--- START ---

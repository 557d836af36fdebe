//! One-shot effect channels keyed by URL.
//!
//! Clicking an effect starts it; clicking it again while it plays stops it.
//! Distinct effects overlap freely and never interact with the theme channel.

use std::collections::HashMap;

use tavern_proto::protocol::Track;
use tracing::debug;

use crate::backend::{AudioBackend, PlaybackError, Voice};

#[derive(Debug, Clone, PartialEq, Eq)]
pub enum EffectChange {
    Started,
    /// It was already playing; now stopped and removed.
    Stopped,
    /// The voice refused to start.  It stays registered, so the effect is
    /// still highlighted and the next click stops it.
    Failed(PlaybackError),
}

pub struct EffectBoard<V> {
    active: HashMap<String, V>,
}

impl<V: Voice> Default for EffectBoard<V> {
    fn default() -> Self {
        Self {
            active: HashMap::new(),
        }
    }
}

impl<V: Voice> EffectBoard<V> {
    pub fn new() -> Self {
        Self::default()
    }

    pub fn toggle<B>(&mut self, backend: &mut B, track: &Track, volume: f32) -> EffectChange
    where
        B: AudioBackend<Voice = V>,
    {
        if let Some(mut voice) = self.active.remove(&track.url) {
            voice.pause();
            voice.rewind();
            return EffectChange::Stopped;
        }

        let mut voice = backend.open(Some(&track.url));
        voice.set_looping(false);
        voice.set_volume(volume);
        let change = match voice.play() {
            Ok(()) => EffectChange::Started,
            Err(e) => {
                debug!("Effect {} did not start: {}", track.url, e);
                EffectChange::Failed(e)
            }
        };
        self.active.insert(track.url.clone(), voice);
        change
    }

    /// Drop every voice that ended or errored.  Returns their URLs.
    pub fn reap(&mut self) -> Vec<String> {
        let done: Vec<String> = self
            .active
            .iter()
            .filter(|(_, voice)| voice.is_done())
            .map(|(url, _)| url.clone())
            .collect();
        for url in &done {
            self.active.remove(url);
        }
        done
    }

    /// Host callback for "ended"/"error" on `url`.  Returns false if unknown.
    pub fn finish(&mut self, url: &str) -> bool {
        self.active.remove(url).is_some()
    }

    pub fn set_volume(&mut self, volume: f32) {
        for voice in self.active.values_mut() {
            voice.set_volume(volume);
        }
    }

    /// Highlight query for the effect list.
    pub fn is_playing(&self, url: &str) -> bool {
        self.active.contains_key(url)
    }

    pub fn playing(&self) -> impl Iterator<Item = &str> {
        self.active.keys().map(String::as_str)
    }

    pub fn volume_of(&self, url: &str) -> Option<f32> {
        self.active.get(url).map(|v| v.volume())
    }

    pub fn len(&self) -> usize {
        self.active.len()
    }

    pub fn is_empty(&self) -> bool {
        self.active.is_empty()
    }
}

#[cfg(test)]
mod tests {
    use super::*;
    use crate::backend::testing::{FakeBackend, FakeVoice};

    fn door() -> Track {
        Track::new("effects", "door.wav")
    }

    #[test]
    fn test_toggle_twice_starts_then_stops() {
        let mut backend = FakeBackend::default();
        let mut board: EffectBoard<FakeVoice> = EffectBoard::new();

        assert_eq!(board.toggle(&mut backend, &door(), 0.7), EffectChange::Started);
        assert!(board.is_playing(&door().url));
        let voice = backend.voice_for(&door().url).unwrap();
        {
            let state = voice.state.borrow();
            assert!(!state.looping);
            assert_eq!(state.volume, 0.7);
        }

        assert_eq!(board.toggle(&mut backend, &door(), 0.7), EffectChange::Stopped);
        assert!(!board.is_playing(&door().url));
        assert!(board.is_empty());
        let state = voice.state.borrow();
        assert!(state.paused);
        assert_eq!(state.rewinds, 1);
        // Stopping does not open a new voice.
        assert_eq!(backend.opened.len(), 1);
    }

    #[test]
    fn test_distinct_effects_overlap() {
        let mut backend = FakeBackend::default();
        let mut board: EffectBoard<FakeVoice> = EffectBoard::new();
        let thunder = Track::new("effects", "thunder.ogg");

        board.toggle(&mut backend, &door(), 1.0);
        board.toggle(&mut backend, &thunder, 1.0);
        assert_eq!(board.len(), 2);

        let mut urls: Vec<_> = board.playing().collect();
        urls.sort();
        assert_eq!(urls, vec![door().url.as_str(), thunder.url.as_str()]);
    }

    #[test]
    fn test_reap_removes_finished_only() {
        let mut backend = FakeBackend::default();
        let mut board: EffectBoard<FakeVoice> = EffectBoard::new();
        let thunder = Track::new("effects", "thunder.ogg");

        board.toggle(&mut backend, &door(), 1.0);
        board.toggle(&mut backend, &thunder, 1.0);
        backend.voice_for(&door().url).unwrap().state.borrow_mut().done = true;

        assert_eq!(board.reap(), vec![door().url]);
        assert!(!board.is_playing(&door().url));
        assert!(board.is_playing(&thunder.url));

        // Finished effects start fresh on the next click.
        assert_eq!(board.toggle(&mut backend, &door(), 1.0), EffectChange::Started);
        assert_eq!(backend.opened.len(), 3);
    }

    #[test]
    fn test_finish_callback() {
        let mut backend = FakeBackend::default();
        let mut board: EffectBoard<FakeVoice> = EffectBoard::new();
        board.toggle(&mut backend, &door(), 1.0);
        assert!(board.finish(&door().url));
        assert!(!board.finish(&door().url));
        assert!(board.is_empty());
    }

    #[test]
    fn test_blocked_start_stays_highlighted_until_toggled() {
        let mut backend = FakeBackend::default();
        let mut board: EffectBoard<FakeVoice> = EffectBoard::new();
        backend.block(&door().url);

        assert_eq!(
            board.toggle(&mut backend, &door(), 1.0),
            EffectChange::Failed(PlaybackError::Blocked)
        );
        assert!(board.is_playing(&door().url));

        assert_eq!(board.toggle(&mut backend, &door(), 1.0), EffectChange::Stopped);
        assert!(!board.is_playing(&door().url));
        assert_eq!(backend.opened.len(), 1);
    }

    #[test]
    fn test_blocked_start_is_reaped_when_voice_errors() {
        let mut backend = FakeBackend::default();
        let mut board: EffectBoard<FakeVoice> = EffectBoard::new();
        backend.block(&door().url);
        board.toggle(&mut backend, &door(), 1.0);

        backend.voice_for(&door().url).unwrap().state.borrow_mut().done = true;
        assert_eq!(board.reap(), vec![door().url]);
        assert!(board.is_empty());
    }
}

--- END ---
--- START ---

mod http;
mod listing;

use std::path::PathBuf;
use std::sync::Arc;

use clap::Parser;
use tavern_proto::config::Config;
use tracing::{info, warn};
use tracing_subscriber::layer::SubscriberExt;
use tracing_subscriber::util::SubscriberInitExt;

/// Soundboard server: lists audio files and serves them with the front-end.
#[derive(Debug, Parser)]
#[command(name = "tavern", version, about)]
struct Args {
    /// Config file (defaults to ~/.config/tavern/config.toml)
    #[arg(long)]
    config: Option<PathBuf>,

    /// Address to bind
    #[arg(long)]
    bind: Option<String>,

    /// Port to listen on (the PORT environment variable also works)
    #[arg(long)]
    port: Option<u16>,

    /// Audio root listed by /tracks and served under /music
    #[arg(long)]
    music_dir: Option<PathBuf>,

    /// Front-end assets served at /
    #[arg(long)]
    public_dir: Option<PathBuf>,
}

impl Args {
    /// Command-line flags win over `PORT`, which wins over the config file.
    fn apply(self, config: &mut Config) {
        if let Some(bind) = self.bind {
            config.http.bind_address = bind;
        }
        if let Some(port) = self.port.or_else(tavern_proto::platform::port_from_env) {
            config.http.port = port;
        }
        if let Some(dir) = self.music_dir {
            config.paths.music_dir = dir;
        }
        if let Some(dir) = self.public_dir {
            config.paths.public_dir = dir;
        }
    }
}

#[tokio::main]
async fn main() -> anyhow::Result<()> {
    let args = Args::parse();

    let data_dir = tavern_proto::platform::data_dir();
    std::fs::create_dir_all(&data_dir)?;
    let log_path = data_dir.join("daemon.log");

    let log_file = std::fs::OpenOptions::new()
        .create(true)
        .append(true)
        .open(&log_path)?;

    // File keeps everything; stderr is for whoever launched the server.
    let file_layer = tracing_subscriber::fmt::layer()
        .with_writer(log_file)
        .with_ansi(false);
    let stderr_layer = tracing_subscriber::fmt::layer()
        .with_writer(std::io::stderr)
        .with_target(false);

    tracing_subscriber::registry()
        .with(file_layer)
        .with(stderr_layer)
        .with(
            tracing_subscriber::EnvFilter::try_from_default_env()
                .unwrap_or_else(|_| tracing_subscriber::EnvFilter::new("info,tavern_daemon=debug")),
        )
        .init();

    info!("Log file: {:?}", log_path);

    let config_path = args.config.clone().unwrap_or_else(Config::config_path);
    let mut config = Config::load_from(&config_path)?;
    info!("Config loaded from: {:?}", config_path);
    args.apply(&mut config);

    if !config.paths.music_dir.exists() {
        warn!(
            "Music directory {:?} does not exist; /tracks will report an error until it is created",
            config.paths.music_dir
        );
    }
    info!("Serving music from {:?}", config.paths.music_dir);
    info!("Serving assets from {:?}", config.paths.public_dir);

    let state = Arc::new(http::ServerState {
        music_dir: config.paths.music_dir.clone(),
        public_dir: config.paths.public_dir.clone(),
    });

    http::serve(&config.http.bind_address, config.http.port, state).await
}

--- END ---
--- START ---

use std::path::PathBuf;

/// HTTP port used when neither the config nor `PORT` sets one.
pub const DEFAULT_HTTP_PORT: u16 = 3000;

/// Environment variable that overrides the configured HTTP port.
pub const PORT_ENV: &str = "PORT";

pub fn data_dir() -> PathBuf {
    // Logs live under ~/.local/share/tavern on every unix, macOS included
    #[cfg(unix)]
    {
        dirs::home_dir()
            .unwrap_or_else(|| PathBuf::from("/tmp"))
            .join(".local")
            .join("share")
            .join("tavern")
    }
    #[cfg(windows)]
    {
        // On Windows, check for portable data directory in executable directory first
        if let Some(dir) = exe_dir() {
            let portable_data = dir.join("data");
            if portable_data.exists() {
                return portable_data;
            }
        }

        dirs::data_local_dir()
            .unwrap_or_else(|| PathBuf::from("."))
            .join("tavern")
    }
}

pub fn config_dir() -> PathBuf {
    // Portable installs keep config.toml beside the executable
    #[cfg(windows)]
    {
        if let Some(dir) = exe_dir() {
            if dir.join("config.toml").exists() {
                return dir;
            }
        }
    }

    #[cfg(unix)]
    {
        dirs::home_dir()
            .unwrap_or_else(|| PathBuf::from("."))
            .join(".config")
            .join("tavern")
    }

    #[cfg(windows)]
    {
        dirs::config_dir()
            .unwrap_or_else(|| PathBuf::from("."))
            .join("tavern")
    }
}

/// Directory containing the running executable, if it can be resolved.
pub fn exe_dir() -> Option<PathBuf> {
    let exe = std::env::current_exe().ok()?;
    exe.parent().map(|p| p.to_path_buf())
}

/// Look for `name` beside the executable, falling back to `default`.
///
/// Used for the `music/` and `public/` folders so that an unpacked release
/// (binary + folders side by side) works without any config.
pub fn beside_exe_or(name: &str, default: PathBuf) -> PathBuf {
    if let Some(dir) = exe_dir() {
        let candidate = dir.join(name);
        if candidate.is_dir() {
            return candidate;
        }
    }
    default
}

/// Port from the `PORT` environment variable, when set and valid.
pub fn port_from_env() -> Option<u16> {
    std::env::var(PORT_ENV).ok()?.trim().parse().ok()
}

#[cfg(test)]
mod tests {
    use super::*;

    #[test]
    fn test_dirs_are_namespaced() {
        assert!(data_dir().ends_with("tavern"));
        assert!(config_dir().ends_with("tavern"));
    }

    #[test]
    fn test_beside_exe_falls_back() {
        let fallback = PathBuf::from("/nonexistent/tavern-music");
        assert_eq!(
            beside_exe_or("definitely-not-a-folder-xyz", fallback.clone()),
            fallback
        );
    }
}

--- END ---

Required action:
Each line with "ended" in it must be identified and copied from the material.

Your solution:
    /// Drop every voice that ended or errored.  Returns their URLs.
    /// Host callback for "ended"/"error" on `url`.  Returns false if unknown.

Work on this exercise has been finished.